Besides the reparation ordered in the above-mentioned cases of the City Gas Company of Norfolk and George M. Spiegle & Co., the following-described cases involving reparation have been decided during the year:
St. Louis Hay and Grain Company case. In the case of the St. Louis Hay and Grain Company v. Mobile & Ohio Railroad Company et al. (11 I. C. C. Rep., 90), the following rulings were made:
Stopping a commodity in transit for treatment or reconsignment is in the nature of a special privilege which the carrier may concede, but which the shipper, under the present state of the law, can not demand as a matter of lawful right; but carriers may not unjustly discriminate between markets or individuals in the granting of such privileges.
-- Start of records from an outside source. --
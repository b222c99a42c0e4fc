//! The port advertisement file protocol.
//!
//! The server writes its bound port as plain decimal text to a fixed path
//! right after binding; clients read the file to learn where to probe. The
//! file is deleted again on graceful shutdown via [`AdvertisementGuard`].
//! An absent file means "no known server", never an error.

use std::io::ErrorKind;
use std::path::{Path, PathBuf};

/// Handle to the well-known advertisement file.
#[derive(Debug, Clone)]
pub struct PortAdvertisement {
    path: PathBuf,
}

impl PortAdvertisement {
    pub fn new(path: impl Into<PathBuf>) -> Self {
        Self { path: path.into() }
    }

    pub fn path(&self) -> &Path {
        &self.path
    }

    /// Reads the advertised port, if any.
    ///
    /// Unreadable or unparsable content is logged and treated the same as a
    /// missing file: there is no known server, discovery moves on to spawning
    /// one.
    pub fn read(&self) -> Option<u16> {
        let contents = match std::fs::read_to_string(&self.path) {
            Ok(contents) => contents,
            Err(err) if err.kind() == ErrorKind::NotFound => return None,
            Err(err) => {
                tracing::debug!(path = ?self.path, %err, "Failed to read port advertisement");
                return None;
            }
        };

        match contents.trim().parse::<u16>() {
            Ok(port) => Some(port),
            Err(_) => {
                tracing::debug!(
                    path = ?self.path,
                    content = %contents.trim(),
                    "Ignoring unparsable port advertisement"
                );
                None
            }
        }
    }

    /// Publishes `port`, overwriting any prior advertisement.
    ///
    /// Must only be called once the socket behind `port` is accepting
    /// connections, otherwise a concurrent client probe hits a false
    /// negative. The returned guard removes the file again when dropped.
    pub fn publish(&self, port: u16) -> std::io::Result<AdvertisementGuard> {
        if let Some(parent) = self.path.parent() {
            std::fs::create_dir_all(parent)?;
        }
        std::fs::write(&self.path, port.to_string())?;
        tracing::debug!(port, path = ?self.path, "Published port advertisement");
        Ok(AdvertisementGuard {
            path: self.path.clone(),
        })
    }
}

/// Scoped cleanup for a published advertisement: dropping the guard deletes
/// the file. Covers every graceful exit path; an abrupt kill leaves a stale
/// file behind, which readers tolerate by probing.
#[derive(Debug)]
pub struct AdvertisementGuard {
    path: PathBuf,
}

impl Drop for AdvertisementGuard {
    fn drop(&mut self) {
        match std::fs::remove_file(&self.path) {
            Ok(()) => {
                tracing::debug!(path = ?self.path, "Removed port advertisement");
            }
            Err(err) if err.kind() == ErrorKind::NotFound => {}
            Err(err) => {
                tracing::warn!(path = ?self.path, %err, "Failed to remove port advertisement");
            }
        }
    }
}

#[cfg(test)]
mod tests {
    use super::*;

    fn advertisement_in(dir: &tempfile::TempDir) -> PortAdvertisement {
        PortAdvertisement::new(dir.path().join("preview-server.port"))
    }

    #[test]
    fn test_absent_file_reads_as_none() {
        let dir = tempfile::tempdir().unwrap();
        assert_eq!(advertisement_in(&dir).read(), None);
    }

    #[test]
    fn test_publish_writes_decimal_text() {
        let dir = tempfile::tempdir().unwrap();
        let advertisement = advertisement_in(&dir);

        let _guard = advertisement.publish(34567).unwrap();
        let raw = std::fs::read_to_string(advertisement.path()).unwrap();
        assert_eq!(raw, "34567");
        assert_eq!(advertisement.read(), Some(34567));
    }

    #[test]
    fn test_publish_overwrites_prior_content() {
        let dir = tempfile::tempdir().unwrap();
        let advertisement = advertisement_in(&dir);

        let guard = advertisement.publish(1024).unwrap();
        std::mem::forget(guard);
        let _guard = advertisement.publish(2048).unwrap();
        assert_eq!(advertisement.read(), Some(2048));
    }

    #[test]
    fn test_publish_creates_missing_parent_dir() {
        let dir = tempfile::tempdir().unwrap();
        let advertisement = PortAdvertisement::new(dir.path().join("nested/cache/server.port"));
        let _guard = advertisement.publish(9999).unwrap();
        assert_eq!(advertisement.read(), Some(9999));
    }

    #[test]
    fn test_guard_drop_removes_file() {
        let dir = tempfile::tempdir().unwrap();
        let advertisement = advertisement_in(&dir);

        let guard = advertisement.publish(4242).unwrap();
        assert!(advertisement.path().exists());
        drop(guard);
        assert!(!advertisement.path().exists());
        assert_eq!(advertisement.read(), None);
    }

    #[test]
    fn test_corrupt_content_reads_as_none() {
        let dir = tempfile::tempdir().unwrap();
        let advertisement = advertisement_in(&dir);

        std::fs::write(advertisement.path(), "not a port").unwrap();
        assert_eq!(advertisement.read(), None);

        // Out of u16 range.
        std::fs::write(advertisement.path(), "70000").unwrap();
        assert_eq!(advertisement.read(), None);
    }

    #[test]
    fn test_read_trims_whitespace() {
        let dir = tempfile::tempdir().unwrap();
        let advertisement = advertisement_in(&dir);

        std::fs::write(advertisement.path(), "8080\n").unwrap();
        assert_eq!(advertisement.read(), Some(8080));
    }
}
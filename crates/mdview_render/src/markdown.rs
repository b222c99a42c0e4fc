//! Markdown to HTML conversion.

use pulldown_cmark::{html, Options, Parser};

/// Options for rendering markdown to HTML.
#[derive(Debug, Clone)]
pub struct RenderOptions {
    /// Enable GitHub Flavored Markdown tables
    pub enable_tables: bool,
    /// Enable strikethrough syntax (~~text~~)
    pub enable_strikethrough: bool,
    /// Enable task list items ([x] and [ ])
    pub enable_tasklists: bool,
    /// Enable footnote references
    pub enable_footnotes: bool,
}

impl Default for RenderOptions {
    fn default() -> Self {
        Self {
            enable_tables: true,
            enable_strikethrough: true,
            enable_tasklists: true,
            enable_footnotes: true,
        }
    }
}

impl RenderOptions {
    fn to_pulldown_options(&self) -> Options {
        let mut options = Options::empty();
        if self.enable_tables {
            options.insert(Options::ENABLE_TABLES);
        }
        if self.enable_strikethrough {
            options.insert(Options::ENABLE_STRIKETHROUGH);
        }
        if self.enable_tasklists {
            options.insert(Options::ENABLE_TASKLISTS);
        }
        if self.enable_footnotes {
            options.insert(Options::ENABLE_FOOTNOTES);
        }
        options
    }
}

/// Render markdown content to an HTML fragment.
///
/// Deterministic and infallible: pulldown-cmark treats every input as
/// markdown, there is no malformed-input failure path.
pub fn to_html(markdown_content: &str, options: &RenderOptions) -> String {
    let parser = Parser::new_ext(markdown_content, options.to_pulldown_options());

    let mut html_output = String::new();
    html::push_html(&mut html_output, parser);

    html_output
}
In allowing the privilege of reconsigning hay at East St. Louis to southern destinations, defendants are entitled to charge for such privilege what it actually costs them; and the fair average cost to the carrier when complainant or others handle the hay through warehouses at East St. Louis, over and above the cost of handling in East St. Louis a through shipment via East St. Louis to southern destinations, is $2 to $2.50 per car, or approximately 1 cent per 100 pounds. Shipments routed through East St. Louis are carried from that point to southern destinations at a proportional rate, which is 2 cents per 100 pounds above the rate from Ohio River crossings to the same destinations. Hay reconsigned to such points from warehouses in East St. Louis is charged 4 cents per 100 pounds above the Ohio River rate. Hay appears to be reconsigned from warehouses at Ohio River points and at Nashville and Memphis to southern points without additional charge.
It was held that defendants' rates on reconsignments of hay from warehouses in East St. Louis to points south of the Ohio River, amounting to 2 cents more than their proportional rate from East St. Louis on through shipments, were unjust and unreasonable, and that complainant was entitled to reparation.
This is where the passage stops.